Work instructions ->
Nothing but the lines from the one containing "filename src/agent/strategy/rewrite.rs" through the one containing "use crate::agent::message::user_message;", both included, should be given again, each exactly as written below.

(Data items)

+ + + + + + +

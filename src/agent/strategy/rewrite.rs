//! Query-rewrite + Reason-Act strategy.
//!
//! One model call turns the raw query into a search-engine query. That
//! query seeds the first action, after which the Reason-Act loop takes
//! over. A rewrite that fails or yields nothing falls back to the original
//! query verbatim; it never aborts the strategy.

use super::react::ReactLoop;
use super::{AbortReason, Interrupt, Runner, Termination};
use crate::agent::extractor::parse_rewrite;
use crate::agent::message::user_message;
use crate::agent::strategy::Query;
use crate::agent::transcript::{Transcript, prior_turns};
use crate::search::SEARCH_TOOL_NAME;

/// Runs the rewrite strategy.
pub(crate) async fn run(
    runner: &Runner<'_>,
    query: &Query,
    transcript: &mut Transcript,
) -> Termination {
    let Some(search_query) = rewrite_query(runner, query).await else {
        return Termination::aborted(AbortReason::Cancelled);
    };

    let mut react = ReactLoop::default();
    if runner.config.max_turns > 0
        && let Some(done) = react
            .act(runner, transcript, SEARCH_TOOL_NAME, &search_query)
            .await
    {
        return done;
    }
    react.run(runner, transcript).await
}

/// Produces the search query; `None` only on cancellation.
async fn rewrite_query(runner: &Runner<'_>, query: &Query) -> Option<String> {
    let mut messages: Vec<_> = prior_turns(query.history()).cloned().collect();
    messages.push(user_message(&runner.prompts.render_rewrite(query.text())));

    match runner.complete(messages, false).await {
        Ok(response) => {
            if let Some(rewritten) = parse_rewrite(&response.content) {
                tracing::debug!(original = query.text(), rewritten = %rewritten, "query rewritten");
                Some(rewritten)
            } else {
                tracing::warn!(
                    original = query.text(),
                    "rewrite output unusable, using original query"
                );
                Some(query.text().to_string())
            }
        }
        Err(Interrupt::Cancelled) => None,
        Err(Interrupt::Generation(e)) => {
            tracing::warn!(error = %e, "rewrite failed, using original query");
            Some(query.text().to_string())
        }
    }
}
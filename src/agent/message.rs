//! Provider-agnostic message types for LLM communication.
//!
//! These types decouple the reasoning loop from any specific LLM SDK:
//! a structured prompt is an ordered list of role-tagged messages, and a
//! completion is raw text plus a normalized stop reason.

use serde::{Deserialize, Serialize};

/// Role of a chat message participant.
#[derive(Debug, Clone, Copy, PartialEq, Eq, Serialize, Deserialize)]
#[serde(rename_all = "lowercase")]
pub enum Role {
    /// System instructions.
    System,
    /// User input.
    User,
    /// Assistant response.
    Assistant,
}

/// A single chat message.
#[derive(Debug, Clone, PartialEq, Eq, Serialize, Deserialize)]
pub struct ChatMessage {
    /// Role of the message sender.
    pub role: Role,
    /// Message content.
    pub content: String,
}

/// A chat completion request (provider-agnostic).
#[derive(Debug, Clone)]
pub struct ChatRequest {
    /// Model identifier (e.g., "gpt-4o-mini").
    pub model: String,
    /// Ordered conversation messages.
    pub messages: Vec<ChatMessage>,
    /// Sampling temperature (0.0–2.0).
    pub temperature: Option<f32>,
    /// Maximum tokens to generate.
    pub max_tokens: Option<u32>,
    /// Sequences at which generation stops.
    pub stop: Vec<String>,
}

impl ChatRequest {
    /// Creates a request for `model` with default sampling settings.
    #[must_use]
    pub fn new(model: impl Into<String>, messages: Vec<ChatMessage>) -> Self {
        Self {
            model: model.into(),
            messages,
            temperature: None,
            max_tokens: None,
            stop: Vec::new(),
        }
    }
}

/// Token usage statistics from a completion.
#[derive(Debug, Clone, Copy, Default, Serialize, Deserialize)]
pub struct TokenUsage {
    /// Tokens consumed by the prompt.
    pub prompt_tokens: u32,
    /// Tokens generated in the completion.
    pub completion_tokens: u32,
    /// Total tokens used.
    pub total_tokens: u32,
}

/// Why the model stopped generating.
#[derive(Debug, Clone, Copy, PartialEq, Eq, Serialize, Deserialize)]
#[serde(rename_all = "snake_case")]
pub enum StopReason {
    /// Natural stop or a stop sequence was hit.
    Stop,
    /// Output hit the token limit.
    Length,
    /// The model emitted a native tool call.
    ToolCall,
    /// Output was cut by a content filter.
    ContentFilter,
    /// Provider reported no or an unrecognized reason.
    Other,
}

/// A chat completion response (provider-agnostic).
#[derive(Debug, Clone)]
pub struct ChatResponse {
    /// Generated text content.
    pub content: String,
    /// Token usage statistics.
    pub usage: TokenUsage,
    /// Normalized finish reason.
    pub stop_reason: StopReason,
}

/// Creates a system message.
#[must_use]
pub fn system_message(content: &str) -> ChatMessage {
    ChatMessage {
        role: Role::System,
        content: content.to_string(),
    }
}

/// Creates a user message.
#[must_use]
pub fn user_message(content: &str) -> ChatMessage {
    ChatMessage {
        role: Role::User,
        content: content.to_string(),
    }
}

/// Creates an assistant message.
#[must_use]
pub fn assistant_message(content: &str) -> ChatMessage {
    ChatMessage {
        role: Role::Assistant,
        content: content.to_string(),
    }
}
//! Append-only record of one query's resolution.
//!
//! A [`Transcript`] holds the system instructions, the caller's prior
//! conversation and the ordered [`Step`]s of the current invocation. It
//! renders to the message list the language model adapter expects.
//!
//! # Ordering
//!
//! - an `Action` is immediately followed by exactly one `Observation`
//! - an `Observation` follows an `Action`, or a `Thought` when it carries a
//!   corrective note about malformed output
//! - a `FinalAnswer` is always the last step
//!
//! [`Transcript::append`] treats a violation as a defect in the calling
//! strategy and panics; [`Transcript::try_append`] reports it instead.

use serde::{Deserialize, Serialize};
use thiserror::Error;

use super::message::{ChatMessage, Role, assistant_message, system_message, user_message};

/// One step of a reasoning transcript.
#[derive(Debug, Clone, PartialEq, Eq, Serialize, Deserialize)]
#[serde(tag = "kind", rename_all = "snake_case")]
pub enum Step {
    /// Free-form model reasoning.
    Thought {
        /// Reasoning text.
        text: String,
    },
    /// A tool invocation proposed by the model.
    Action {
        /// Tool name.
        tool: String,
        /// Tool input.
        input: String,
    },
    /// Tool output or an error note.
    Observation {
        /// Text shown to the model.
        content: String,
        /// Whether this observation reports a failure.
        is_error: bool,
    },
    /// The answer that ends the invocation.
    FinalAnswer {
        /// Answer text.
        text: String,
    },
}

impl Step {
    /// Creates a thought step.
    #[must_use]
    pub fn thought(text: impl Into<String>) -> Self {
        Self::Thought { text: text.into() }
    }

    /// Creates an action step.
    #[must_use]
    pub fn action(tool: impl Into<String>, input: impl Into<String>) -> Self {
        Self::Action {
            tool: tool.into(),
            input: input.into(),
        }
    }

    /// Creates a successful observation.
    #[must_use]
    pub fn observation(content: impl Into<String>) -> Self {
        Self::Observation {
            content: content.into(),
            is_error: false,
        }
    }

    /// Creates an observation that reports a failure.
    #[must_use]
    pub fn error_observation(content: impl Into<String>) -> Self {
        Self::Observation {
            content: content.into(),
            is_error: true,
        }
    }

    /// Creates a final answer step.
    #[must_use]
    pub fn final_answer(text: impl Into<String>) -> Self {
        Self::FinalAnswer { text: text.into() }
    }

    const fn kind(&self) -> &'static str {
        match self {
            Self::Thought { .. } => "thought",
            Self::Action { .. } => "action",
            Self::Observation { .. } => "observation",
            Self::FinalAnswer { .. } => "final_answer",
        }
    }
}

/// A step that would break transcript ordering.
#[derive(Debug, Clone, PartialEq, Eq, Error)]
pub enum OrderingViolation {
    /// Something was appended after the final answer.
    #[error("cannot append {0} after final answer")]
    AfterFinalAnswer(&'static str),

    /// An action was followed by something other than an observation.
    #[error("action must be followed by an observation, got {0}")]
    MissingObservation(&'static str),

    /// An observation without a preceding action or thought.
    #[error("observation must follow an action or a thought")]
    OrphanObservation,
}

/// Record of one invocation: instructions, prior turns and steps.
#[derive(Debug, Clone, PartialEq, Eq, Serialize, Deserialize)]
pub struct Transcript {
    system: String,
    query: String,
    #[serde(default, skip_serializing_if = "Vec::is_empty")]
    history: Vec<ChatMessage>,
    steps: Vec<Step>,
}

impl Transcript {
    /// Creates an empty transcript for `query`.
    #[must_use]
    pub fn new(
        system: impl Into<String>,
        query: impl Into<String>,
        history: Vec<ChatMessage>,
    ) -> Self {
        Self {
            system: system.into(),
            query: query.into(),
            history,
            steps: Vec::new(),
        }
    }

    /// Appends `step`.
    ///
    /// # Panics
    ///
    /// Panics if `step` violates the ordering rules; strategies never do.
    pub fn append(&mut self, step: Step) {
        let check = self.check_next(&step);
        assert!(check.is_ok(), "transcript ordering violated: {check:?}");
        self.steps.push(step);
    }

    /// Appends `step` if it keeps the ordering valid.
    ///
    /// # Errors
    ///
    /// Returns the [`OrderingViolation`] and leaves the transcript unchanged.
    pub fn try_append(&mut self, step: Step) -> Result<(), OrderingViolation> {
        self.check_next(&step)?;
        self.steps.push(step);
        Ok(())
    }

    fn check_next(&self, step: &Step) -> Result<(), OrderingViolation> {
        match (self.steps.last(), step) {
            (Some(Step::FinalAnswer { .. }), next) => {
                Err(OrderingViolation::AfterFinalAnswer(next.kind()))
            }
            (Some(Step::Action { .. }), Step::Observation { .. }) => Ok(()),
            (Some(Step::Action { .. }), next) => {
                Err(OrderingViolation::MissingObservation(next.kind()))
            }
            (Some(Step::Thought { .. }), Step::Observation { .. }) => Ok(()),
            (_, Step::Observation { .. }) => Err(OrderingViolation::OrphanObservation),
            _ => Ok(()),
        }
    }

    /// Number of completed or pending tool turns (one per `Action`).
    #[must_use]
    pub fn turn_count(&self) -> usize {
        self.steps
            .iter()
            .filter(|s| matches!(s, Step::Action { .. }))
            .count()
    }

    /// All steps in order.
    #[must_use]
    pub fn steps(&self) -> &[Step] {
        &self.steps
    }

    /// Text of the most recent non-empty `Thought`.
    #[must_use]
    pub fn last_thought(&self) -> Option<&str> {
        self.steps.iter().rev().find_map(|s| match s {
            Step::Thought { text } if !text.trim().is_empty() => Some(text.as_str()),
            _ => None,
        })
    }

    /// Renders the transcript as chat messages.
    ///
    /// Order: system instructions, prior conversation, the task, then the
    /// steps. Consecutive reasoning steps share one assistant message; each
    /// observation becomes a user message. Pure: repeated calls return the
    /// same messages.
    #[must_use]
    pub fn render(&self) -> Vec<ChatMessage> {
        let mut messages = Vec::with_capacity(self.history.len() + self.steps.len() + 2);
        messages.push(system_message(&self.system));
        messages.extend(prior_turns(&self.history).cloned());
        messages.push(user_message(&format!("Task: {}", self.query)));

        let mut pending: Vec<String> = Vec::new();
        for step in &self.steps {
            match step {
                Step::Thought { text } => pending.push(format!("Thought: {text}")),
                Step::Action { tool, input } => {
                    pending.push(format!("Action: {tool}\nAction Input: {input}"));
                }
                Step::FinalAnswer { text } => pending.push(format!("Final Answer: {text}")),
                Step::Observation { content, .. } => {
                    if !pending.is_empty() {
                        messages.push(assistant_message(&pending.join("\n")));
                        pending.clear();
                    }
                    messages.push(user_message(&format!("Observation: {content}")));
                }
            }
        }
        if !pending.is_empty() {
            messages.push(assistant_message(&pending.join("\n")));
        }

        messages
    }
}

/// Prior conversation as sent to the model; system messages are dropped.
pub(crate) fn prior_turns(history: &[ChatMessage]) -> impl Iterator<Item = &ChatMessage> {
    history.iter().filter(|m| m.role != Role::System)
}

+ + + + + + +

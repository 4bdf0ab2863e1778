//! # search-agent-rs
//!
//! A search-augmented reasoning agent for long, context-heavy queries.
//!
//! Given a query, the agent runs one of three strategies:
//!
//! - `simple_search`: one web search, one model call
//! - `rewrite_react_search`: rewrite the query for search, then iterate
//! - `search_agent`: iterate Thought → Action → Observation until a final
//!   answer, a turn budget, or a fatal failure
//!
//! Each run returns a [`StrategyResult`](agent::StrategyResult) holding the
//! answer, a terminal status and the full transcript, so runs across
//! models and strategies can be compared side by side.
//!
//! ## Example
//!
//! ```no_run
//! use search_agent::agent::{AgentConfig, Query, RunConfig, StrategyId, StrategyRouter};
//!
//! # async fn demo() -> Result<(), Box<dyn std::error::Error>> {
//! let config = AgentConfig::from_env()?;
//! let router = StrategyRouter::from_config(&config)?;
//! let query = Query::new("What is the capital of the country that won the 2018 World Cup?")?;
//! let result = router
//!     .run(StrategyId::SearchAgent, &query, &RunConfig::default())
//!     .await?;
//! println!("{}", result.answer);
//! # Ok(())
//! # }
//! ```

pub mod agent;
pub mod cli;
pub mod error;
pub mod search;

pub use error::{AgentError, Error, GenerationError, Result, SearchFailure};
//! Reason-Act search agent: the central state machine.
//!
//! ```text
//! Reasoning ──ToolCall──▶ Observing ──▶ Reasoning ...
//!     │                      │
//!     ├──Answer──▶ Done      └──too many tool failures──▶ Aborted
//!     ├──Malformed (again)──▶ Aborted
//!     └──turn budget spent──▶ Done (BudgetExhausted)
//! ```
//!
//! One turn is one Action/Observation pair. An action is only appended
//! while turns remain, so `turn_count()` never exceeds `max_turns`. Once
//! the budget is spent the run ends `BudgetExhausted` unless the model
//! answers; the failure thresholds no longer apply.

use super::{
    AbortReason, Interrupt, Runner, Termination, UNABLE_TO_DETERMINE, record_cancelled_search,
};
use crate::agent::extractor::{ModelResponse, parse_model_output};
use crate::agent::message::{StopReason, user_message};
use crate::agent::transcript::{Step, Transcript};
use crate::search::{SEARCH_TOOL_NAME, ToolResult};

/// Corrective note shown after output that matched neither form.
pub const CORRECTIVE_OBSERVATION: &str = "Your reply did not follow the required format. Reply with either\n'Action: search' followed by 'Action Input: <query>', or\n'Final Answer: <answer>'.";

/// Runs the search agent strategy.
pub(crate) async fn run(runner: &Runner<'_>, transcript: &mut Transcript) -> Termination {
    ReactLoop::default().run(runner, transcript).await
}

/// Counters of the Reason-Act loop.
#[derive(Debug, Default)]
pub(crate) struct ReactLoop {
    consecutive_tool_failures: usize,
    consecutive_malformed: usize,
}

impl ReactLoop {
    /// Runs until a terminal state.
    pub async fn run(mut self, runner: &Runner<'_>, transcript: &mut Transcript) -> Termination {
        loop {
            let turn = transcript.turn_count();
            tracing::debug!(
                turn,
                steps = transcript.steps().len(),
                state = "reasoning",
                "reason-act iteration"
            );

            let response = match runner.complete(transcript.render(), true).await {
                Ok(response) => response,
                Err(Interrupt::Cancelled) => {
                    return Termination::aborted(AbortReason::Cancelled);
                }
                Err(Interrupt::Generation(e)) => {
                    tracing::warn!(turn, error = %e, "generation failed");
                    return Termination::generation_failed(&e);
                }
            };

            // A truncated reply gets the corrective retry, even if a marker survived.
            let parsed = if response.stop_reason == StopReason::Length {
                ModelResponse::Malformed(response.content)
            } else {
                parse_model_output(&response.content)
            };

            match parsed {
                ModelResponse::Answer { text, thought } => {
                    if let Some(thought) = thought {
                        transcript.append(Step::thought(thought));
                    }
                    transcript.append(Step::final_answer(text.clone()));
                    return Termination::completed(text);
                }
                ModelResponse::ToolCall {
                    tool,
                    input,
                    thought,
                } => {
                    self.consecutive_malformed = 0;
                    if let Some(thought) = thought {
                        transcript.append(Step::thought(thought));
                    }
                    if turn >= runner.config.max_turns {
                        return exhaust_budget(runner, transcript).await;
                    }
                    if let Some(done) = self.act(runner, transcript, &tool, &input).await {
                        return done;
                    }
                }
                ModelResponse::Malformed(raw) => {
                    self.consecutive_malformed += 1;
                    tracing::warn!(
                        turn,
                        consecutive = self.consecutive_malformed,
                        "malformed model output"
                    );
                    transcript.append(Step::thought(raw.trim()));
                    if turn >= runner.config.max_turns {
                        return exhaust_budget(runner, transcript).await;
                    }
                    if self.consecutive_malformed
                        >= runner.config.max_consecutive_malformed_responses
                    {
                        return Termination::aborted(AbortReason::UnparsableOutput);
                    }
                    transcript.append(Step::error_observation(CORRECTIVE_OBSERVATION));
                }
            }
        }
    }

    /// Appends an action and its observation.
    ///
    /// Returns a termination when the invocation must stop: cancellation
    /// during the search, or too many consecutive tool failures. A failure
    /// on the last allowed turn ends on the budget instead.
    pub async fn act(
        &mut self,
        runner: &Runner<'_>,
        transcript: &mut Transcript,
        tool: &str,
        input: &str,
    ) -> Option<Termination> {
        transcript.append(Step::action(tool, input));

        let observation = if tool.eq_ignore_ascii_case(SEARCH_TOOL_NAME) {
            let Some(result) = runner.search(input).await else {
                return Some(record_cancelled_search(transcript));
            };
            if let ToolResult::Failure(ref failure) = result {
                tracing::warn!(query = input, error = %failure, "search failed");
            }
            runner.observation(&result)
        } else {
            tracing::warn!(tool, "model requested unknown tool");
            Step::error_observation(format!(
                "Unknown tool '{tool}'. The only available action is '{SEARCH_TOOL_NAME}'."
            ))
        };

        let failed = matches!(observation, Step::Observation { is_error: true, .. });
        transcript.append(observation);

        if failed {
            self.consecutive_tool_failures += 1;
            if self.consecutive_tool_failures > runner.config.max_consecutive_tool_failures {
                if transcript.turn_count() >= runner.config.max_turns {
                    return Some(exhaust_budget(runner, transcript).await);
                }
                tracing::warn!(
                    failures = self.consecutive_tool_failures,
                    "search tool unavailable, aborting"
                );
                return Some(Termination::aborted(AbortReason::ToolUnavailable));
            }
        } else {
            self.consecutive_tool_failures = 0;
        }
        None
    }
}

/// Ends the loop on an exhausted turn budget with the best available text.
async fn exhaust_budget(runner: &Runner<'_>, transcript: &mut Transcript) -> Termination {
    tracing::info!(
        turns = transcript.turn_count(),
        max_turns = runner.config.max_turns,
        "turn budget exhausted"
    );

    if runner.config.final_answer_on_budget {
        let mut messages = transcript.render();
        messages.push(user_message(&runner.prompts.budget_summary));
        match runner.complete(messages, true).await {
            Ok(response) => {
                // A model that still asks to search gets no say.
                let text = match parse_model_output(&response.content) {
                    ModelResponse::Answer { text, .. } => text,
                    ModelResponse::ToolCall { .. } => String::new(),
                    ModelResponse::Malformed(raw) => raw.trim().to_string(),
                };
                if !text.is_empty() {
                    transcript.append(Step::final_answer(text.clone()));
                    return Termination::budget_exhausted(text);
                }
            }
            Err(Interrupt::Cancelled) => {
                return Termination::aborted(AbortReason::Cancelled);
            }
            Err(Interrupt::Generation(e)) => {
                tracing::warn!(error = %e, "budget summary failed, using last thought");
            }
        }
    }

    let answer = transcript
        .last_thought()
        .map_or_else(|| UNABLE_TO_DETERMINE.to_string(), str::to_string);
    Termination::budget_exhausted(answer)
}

+ + + + + + +

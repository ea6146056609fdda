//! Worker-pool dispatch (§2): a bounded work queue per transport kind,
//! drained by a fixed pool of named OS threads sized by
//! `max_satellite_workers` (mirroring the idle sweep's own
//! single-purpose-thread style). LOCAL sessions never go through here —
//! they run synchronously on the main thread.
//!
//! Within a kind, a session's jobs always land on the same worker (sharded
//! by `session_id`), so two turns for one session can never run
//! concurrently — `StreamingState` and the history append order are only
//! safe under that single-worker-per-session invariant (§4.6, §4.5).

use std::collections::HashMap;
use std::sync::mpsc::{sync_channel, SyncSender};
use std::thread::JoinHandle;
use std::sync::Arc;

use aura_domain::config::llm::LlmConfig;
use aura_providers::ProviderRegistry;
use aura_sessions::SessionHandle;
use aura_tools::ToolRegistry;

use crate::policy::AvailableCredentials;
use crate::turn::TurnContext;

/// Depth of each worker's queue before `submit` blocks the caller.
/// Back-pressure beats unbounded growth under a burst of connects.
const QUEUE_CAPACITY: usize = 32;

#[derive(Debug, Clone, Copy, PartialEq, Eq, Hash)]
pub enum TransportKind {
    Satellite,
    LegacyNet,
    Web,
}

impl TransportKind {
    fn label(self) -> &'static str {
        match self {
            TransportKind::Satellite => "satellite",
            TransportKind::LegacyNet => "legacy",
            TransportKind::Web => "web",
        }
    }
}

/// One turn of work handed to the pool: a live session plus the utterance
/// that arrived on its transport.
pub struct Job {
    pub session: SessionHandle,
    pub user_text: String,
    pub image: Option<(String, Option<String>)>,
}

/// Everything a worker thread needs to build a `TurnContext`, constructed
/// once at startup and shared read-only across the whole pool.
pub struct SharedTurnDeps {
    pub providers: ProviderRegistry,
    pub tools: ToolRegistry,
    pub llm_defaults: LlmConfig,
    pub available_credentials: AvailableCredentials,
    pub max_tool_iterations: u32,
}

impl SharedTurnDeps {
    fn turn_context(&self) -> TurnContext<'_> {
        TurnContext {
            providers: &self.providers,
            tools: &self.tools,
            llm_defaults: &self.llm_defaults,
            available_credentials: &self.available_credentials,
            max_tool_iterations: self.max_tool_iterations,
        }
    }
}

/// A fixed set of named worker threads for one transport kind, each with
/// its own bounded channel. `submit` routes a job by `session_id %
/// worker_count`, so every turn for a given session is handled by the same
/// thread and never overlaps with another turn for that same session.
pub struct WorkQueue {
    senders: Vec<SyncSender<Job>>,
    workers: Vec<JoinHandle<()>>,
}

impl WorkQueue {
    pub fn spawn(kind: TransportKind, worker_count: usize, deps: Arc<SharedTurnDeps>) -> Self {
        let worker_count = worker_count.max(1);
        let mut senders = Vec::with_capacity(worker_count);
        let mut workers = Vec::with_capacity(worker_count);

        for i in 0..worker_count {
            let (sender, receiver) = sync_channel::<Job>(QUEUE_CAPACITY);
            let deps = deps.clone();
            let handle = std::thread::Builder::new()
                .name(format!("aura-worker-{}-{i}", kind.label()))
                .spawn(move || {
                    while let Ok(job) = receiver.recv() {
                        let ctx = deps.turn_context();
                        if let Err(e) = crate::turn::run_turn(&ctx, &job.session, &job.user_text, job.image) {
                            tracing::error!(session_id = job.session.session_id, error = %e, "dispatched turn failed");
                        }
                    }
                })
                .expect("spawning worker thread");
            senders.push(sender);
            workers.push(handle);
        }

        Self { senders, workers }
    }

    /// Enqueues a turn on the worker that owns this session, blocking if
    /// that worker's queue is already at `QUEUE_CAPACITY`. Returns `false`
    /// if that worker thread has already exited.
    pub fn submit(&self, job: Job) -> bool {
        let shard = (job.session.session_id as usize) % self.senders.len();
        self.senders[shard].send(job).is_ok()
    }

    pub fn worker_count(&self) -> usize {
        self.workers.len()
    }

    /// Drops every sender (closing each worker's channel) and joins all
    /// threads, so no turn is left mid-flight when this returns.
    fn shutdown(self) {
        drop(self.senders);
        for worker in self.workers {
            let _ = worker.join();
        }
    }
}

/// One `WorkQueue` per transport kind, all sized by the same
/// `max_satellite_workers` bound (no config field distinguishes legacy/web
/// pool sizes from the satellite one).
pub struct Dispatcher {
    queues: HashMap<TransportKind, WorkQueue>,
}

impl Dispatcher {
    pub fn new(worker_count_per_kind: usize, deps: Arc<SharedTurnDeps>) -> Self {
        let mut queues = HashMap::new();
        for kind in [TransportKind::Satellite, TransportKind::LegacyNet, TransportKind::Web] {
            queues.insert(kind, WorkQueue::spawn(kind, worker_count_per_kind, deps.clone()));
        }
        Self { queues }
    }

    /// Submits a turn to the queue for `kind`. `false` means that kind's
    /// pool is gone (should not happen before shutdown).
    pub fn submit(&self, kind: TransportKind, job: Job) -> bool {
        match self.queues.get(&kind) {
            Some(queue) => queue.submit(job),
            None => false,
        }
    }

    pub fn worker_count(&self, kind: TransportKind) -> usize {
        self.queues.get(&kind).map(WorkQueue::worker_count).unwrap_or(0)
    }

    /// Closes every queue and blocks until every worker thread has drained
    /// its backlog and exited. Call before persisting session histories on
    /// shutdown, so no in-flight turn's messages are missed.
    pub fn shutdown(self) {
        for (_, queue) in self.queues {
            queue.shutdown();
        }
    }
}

+ + + + + + +

The completed task ->
filename src/agent/strategy/rewrite.rs
//! Query-rewrite + Reason-Act strategy.
//!
//! One model call turns the raw query into a search-engine query. That
//! query seeds the first action, after which the Reason-Act loop takes
//! over. A rewrite that fails or yields nothing falls back to the original
//! query verbatim; it never aborts the strategy.

use super::react::ReactLoop;
use super::{AbortReason, Interrupt, Runner, Termination};
use crate::agent::extractor::parse_rewrite;
use crate::agent::message::user_message;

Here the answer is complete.